Ontario's film industry needs a state-of-the-art studio facility, according to a study commissioned by the Ontario Film Development Corp and the Toronto Film and Television Office.
The report, undertaken by real estate consultancy Drivers Jonas North America and LA-based analyst ERA, suggests that Ontario's industry should stop competing on price point alone and bring about qualitative changes that only a top-flight studio can deliver. This would entice the high-budget, effects-driven productions that pass the region over.
Otherwise, warns the study, the region risks running a "race to the bottom" as competitors in Canada and abroad undercut its prices for lower-echelon fare.

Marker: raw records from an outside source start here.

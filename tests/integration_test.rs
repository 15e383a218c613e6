//! 集成測試

use std::collections::HashMap;
use std::sync::Arc;

use bom::auth::{hash_password, session_cookie, GateDecision, LoginOutcome, RequestGate};
use bom::calc::row::{ColumnValue, MaterialRow};
use bom::calc::{
    aggregate_materials, filter_materials, parse_remaining_inputs, parse_search_limit,
    sort_materials, Catalog, MaterialFilter, MemoryStore, ProductFilter, SortConfig,
};
use bom::model::{format_quantity, parse_quantity, FileOwner};
use bom::{AppConfig, BomError, Material, Product, Quantity, SessionAuthManager, Unit};
use chrono::{Duration, TimeZone, Utc};
use proptest::prelude::*;
use rstest::rstest;
use rust_decimal::Decimal;

struct Seeded {
    catalog: Catalog<MemoryStore>,
    steel: i64,
    glue: i64,
    bolt: i64,
    bike: i64,
    cart: i64,
}

/// 建立一個小型目錄：三個物料、兩個產品
fn seeded_catalog() -> Seeded {
    let mut store = MemoryStore::new();
    let kg = store.insert_unit("kg").unwrap();
    let pcs = store.insert_unit("pcs").unwrap();

    let steel = store
        .insert_material(
            &Material::from_input("Steel", vec!["Сталь".to_string()], Unit::new(kg, "kg"), "sheet")
                .unwrap(),
        )
        .unwrap();
    let glue = store
        .insert_material(&Material::from_input("Glue", vec![], Unit::new(kg, "kg"), "").unwrap())
        .unwrap();
    let bolt = store
        .insert_material(&Material::from_input("bolt M8", vec![], Unit::new(pcs, "pcs"), "").unwrap())
        .unwrap();

    let bike = store.insert_product(&Product::from_input("Bike", "city bike").unwrap()).unwrap();
    store.set_product_material(bike, steel, "2,5").unwrap();
    store.set_product_material(bike, glue, "as needed").unwrap();
    store.set_product_material(bike, bolt, "12").unwrap();

    let cart = store.insert_product(&Product::from_input("Cart", "").unwrap()).unwrap();
    store.set_product_material(cart, bolt, "4").unwrap();

    Seeded {
        catalog: Catalog::new(store),
        steel,
        glue,
        bolt,
        bike,
        cart,
    }
}

#[test]
fn test_catalog_to_requirements_flow() {
    let s = seeded_catalog();

    // 1. 聚合後每個物料只出現一次
    let materials = s.catalog.materials().unwrap();
    assert_eq!(materials.len(), 3);
    let bolt = materials.iter().find(|m| m.id == s.bolt).unwrap();
    let used_in: Vec<i64> = bolt.products.iter().map(|p| p.id).collect();
    assert_eq!(used_in, vec![s.bike, s.cart]);

    // 2. 篩選：被 Cart 使用的物料
    let filter = MaterialFilter::new().with_product_ids(vec![s.cart]);
    let for_cart = s.catalog.browse_materials(&filter, SortConfig::default()).unwrap();
    assert_eq!(for_cart.iter().map(|m| m.id).collect::<Vec<_>>(), vec![s.bolt]);

    // 3. 計算 Bike × 10 的需求
    let remaining = parse_remaining_inputs(vec![(s.steel, "5"), (s.bolt, "30,0")]);
    let report = s.catalog.requirements(s.bike, 10, &remaining).unwrap();

    println!("可計算物料: {}", report.calculable.len());
    for r in &report.calculable {
        println!(
            "  - {} 總需求 {} {} 尚需 {}",
            r.material_name,
            r.total_required_display(),
            r.unit_name,
            r.additional_needed_display()
        );
    }

    let steel = report.calculable.iter().find(|r| r.material_id == s.steel).unwrap();
    assert_eq!(steel.total_required, 25.0);
    assert_eq!(steel.additional_needed, 20.0);
    assert_eq!(steel.can_produce, 2);
    // 每單位用量照輸入時的字串顯示
    assert_eq!(steel.required_per_unit_display(), "2,5");

    let bolt = report.calculable.iter().find(|r| r.material_id == s.bolt).unwrap();
    assert_eq!(bolt.total_required_display(), "120");
    assert_eq!(bolt.can_produce, 2);

    // 4. 文字用量不參與計算
    assert_eq!(report.non_calculable.len(), 1);
    assert_eq!(report.non_calculable[0].id, s.glue);
    assert_eq!(report.max_producible(), Some(2));
    assert_eq!(report.shortfalls().count(), 2);
}

#[test]
fn test_product_browsing() {
    let s = seeded_catalog();

    let filter = ProductFilter::new().with_material_ids(vec![s.steel]);
    let products = s.catalog.browse_products(&filter, SortConfig::default()).unwrap();
    assert_eq!(products.len(), 1);
    assert_eq!(products[0].name, "Bike");

    let sorted = s
        .catalog
        .browse_products(&ProductFilter::new(), SortConfig::parse("-name"))
        .unwrap();
    assert_eq!(sorted.iter().map(|p| p.id).collect::<Vec<_>>(), vec![s.cart, s.bike]);
}

#[test]
fn test_search_through_catalog() {
    let s = seeded_catalog();

    let results = s.catalog.search("BIKE", parse_search_limit("")).unwrap();
    assert!(results.materials.is_empty());
    assert_eq!(results.products.iter().map(|p| p.id).collect::<Vec<_>>(), vec![s.bike]);

    // 物料以任一名稱或描述比對
    let results = s.catalog.search("сталь", parse_search_limit("5")).unwrap();
    assert_eq!(results.materials.iter().map(|m| m.id).collect::<Vec<_>>(), vec![s.steel]);
    let results = s.catalog.search("sheet", 10).unwrap();
    assert_eq!(results.materials.len(), 1);

    let filter = MaterialFilter::new().with_query("bolt");
    let found = s.catalog.browse_materials(&filter, SortConfig::default()).unwrap();
    assert_eq!(found.iter().map(|m| m.id).collect::<Vec<_>>(), vec![s.bolt]);
}

#[test]
fn test_large_stock_does_not_fail_calculation() {
    let s = seeded_catalog();
    let remaining = parse_remaining_inputs(vec![(s.steel, "1e30"), (s.bolt, "30")]);
    let report = s.catalog.requirements(s.bike, 1, &remaining).unwrap();

    assert_eq!(report.calculable.len(), 2);
    let steel = report.calculable.iter().find(|r| r.material_id == s.steel).unwrap();
    assert_eq!(steel.can_produce, u64::MAX);
    assert_eq!(report.max_producible(), Some(2));
}

#[test]
fn test_oversized_session_ttl_rejected() {
    let raw = r#"{"session":{"ttl_hours":4294967295}}"#;
    assert!(matches!(AppConfig::from_json_str(raw), Err(BomError::IncorrectValue(_))));
}

#[test]
fn test_sort_by_quantity_through_catalog() {
    let s = seeded_catalog();
    // 單獨查看時物料用量取自第一筆產品關聯
    let asc = s.catalog.browse_materials(&MaterialFilter::new(), SortConfig::parse("quantity")).unwrap();
    assert_eq!(asc.last().map(|m| m.id), Some(s.glue));

    let desc = s.catalog.browse_materials(&MaterialFilter::new(), SortConfig::parse("-quantity")).unwrap();
    assert_eq!(desc.first().map(|m| m.id), Some(s.glue));
}

#[test]
fn test_mutation_errors_propagate() {
    let mut s = seeded_catalog();

    // 刪除後查詢回傳 NotFound，不會得到零值物料
    s.catalog.store_mut().delete_material(s.glue).unwrap();
    assert!(matches!(s.catalog.material(s.glue), Err(BomError::NotFound(_))));

    let bike = s.catalog.product(s.bike).unwrap();
    assert!(bike.material(s.glue).is_none());
    assert_eq!(bike.materials.len(), 2);

    assert!(matches!(
        s.catalog.store_mut().insert_product(&Product::new(0, "  ")),
        Err(BomError::MustBeFilled(_))
    ));
    assert!(matches!(
        s.catalog.requirements(s.bike, 0, &HashMap::new()),
        Err(BomError::IncorrectValue(_))
    ));
}

#[test]
fn test_attachments_follow_owner() {
    let mut s = seeded_catalog();
    let owner = FileOwner::Product(s.cart);
    let store = s.catalog.store_mut();
    let photo = store.insert_file(owner, "cart.png", "/uploads/1.png", "image/png", 2048).unwrap();
    store.set_profile_picture(owner, photo).unwrap();

    let attachments = s.catalog.attachments(owner).unwrap();
    assert_eq!(attachments.profile_picture().map(|f| f.id), Some(photo));

    s.catalog.store_mut().delete_product(s.cart).unwrap();
    assert!(matches!(s.catalog.attachments(owner), Err(BomError::NotFound(_))));
}

#[test]
fn test_aggregation_from_dynamic_columns() {
    let kg = Unit::new(1, "kg");
    let mut text_id = MaterialRow::new(1, &kg).with_name("Steel", true);
    text_id.product_id = ColumnValue::Text("7".to_string());
    text_id.product_name = Some("Bike".to_string());
    text_id.quantity = ColumnValue::Decimal(Decimal::new(25, 1));

    let rows = vec![
        text_id,
        MaterialRow::new(2, &kg).with_name("Glue", true).with_product(8, "Cart").with_quantity_text("as needed"),
        MaterialRow::new(3, &kg).with_name("Bolt", true).with_product(7, "Bike").with_quantity(4_i64),
    ];

    let materials = aggregate_materials(&rows).unwrap();

    // 只保留被產品 7 使用的物料
    let filter = MaterialFilter::new().with_product_ids(vec![7]);
    let mut used_by_bike = filter_materials(&materials, &filter);
    assert_eq!(used_by_bike.iter().map(|m| m.id).collect::<Vec<_>>(), vec![1, 3]);

    sort_materials(&mut used_by_bike, SortConfig::parse("-quantity"));
    assert_eq!(used_by_bike[0].id, 3);
    assert_eq!(used_by_bike[1].quantity, Some(Quantity::Numeric(2.5)));
}

#[test]
fn test_login_authorize_logout() {
    let hash = hash_password("correct horse").unwrap();
    let config = AppConfig::new().with_password_hash(hash);
    let manager = Arc::new(SessionAuthManager::from_config(&config).unwrap());
    let gate = RequestGate::new(Arc::clone(&manager));

    // 1. 錯誤密碼
    assert_eq!(manager.login("battery staple"), Err(BomError::AuthenticationFailed));

    // 2. 正確密碼後立即授權
    let outcome = manager.login("correct horse").unwrap();
    let token = match &outcome {
        LoginOutcome::Session(token) => token.as_str().to_string(),
        LoginOutcome::PublicAccess => panic!("expected a session"),
    };
    assert!(manager.authorize(&token));
    assert!(!manager.authorize("unknown-token"));

    let set_cookie = session_cookie(&token, Duration::hours(24));
    let cookie_header = set_cookie.split(';').next().unwrap();
    assert_eq!(gate.check("/products", Some(cookie_header)), GateDecision::Allow);

    // 3. 登出後失效
    manager.logout(&token);
    assert!(!manager.authorize(&token));
    assert_eq!(gate.check("/products", Some(cookie_header)), GateDecision::RequireLogin);
    assert_eq!(gate.check("/login", None), GateDecision::Allow);
}

#[test]
fn test_session_expires_after_ttl() {
    let hash = hash_password("pw").unwrap();
    let manager = SessionAuthManager::new(Some(hash), Duration::hours(24)).unwrap();
    let issued = Utc.with_ymd_and_hms(2025, 11, 20, 8, 0, 0).unwrap();

    let outcome = manager.login_at("pw", issued).unwrap();
    let token = outcome.token().unwrap().as_str();

    assert!(manager.authorize_at(token, issued + Duration::hours(23)));
    assert!(!manager.authorize_at(token, issued + Duration::hours(24)));
}

#[test]
fn test_public_access_mode() {
    let manager = SessionAuthManager::from_config(&AppConfig::new()).unwrap();
    assert!(manager.authorize("anything"));
    assert_eq!(manager.login("").unwrap(), LoginOutcome::PublicAccess);
}

#[rstest]
#[case("1,5", Some(1.5))]
#[case(" 3 ", Some(3.0))]
#[case("as needed", None)]
#[case("", None)]
fn test_quantity_parsing(#[case] input: &str, #[case] expected: Option<f64>) {
    assert_eq!(parse_quantity(input), expected);
}

proptest! {
    #[test]
    fn prop_comma_equals_dot(int in 0u32..100_000, frac in 0u32..1000) {
        let dot = format!("{}.{}", int, frac);
        let comma = format!("{},{}", int, frac);
        prop_assert_eq!(parse_quantity(&dot), parse_quantity(&comma));
    }

    #[test]
    fn prop_format_round_trips_value(value in -1.0e6f64..1.0e6) {
        let formatted = format_quantity(value);
        let reparsed = parse_quantity(&formatted).unwrap();
        prop_assert!((reparsed - value).abs() <= 0.0051);
    }
}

While admitting that a report recommending a studio is nothing new, OFDC CEO Adam Ostry challenged the industry to use the document as a building block for developing a project. "Individual players have to look beyond their own needs and focus on the macro issues," said Ostry at press briefing at the agency's Toronto headquarters. Complacency may be a factor: total production budgets in Ontario have increased from $501m in 1994 to $994m last year.
Neither Ostry nor city representative Brenda Librecz could indicate the level of public sector support a proposal might attract. However, given the poisonous relationship between Ontario premier Mike Harris and Canadian prime minister Jean Chretien, it's unlikely such a prestige project will move forward anytime soon.